- [Task item] Return the data that follows exactly. Include every line.

───── Data to examine

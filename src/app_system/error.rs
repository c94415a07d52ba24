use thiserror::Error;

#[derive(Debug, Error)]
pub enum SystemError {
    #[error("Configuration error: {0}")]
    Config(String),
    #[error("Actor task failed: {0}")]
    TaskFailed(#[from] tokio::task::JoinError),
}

──────────

- [Response area]
filename src/app_system/error.rs
repository c94415a07d52ba24
use thiserror::Error;

#[derive(Debug, Error)]
pub enum SystemError {
    #[error("Configuration error: {0}")]
    Config(String),
    #[error("Actor task failed: {0}")]
    TaskFailed(#[from] tokio::task::JoinError),
}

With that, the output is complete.